Smit-McPhee played Bree Timmins in the long-running Australian TV series Neighbours from 2005 to 2007.

Her next role was in the children's television series As the Bell Rings, which aired on the Disney Channel. In 2007, she appeared as Desma, the lead character in the short fantasy film Hugo. From 2009 to 2011, she starred in the HBO series Hung as Darby Drecker.

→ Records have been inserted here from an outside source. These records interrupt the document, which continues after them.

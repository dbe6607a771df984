// Copyright (c) 2025 Felix Kahle.
//
// Permission is hereby granted, free of charge, to any person obtaining
// a copy of this software and associated documentation files (the
// "Software"), to deal in the Software without restriction, including
// without limitation the rights to use, copy, modify, merge, publish,
// distribute, sublicense, and/or sell copies of the Software, and to
// permit persons to whom the Software is furnished to do so, subject to
// the following conditions:
//
// The above copyright notice and this permission notice shall be
// included in all copies or substantial portions of the Software.
//
// THE SOFTWARE IS PROVIDED "AS IS", WITHOUT WARRANTY OF ANY KIND,
// EXPRESS OR IMPLIED, INCLUDING BUT NOT LIMITED TO THE WARRANTIES OF
// MERCHANTABILITY, FITNESS FOR A PARTICULAR PURPOSE AND
// NONINFRINGEMENT. IN NO EVENT SHALL THE AUTHORS OR COPYRIGHT HOLDERS BE
// LIABLE FOR ANY CLAIM, DAMAGES OR OTHER LIABILITY, WHETHER IN AN ACTION
// OF CONTRACT, TORT OR OTHERWISE, ARISING FROM, OUT OF OR IN CONNECTION
// WITH THE SOFTWARE OR THE USE OR OTHER DEALINGS IN THE SOFTWARE.

//! Raw buffer validation.
//!
//! The aggregate functions accept caller-provided `(pointer, length)` pairs at
//! the C boundary. [`buffer`] checks such a pair before it becomes a slice:
//! the pointer must be non-null and aligned, the length non-negative, and the
//! byte range must not wrap pointer-sized arithmetic.

use crate::error::ErrorKind;
use crate::num::types::{Size, UIntPtr};
use tracing::debug;

/// Validates `(ptr, n)` and borrows it as a slice of `n` elements.
///
/// # Errors
///
/// Returns [`ErrorKind::InvalidInput`] if `ptr` is null or misaligned, `n` is
/// negative, `n * size_of::<T>()` overflows or exceeds `isize::MAX`, or the
/// end address overflows [`UIntPtr`].
///
/// # Safety
///
/// If validation succeeds, `ptr` must point to `n` initialised values of `T`
/// that stay valid and unmodified for `'a`.
///
/// # Examples
///
/// ```rust
/// # use flightnum_core::mem::buffer;
/// let data = [1u16, 2, 3];
/// let view = unsafe { buffer(data.as_ptr(), 3) };
/// assert_eq!(view, Ok(&data[..]));
/// assert!(unsafe { buffer(std::ptr::null::<u16>(), 3) }.is_err());
/// ```
pub unsafe fn buffer<'a, T>(ptr: *const T, n: i32) -> Result<&'a [T], ErrorKind> {
    if ptr.is_null() {
        debug!("rejected null buffer");
        return Err(ErrorKind::InvalidInput);
    }
    if n < 0 {
        debug!(n, "rejected negative buffer length");
        return Err(ErrorKind::InvalidInput);
    }

    let start = ptr as UIntPtr;
    if start % std::mem::align_of::<T>() != 0 {
        debug!(start, align = std::mem::align_of::<T>(), "rejected misaligned buffer");
        return Err(ErrorKind::InvalidInput);
    }

    let len = n as Size;
    let bytes = match len.checked_mul(std::mem::size_of::<T>()) {
        Some(bytes) if bytes <= isize::MAX as Size => bytes,
        _ => {
            debug!(n, "rejected buffer size overflow");
            return Err(ErrorKind::InvalidInput);
        }
    };
    if start.checked_add(bytes).is_none() {
        debug!(start, bytes, "rejected buffer wrapping the address space");
        return Err(ErrorKind::InvalidInput);
    }

    // SAFETY: non-null, aligned, in-bounds of the address space; the caller
    // guarantees the memory is initialised and live for 'a.
    Ok(unsafe { std::slice::from_raw_parts(ptr, len) })
}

In 2012, Smit-McPhee featured in the TV movie American Broadcasting Company's Firelight and the series It's Always Sunny in Philadelphia. The following year, she starred in All Cheerleaders Die. Smit-McPhee and her husband John Rush, a music producer, also wrote and produced the song “Take a Bite of My Heart”, which was featured in the film and performed by her.

Filmography

References

External links

Living people
Actresses from Adelaide
Actresses from Melbourne
Australian expatriates in the United States
Australian child actresses
Australian soap opera actresses
Year of birth missing (living people)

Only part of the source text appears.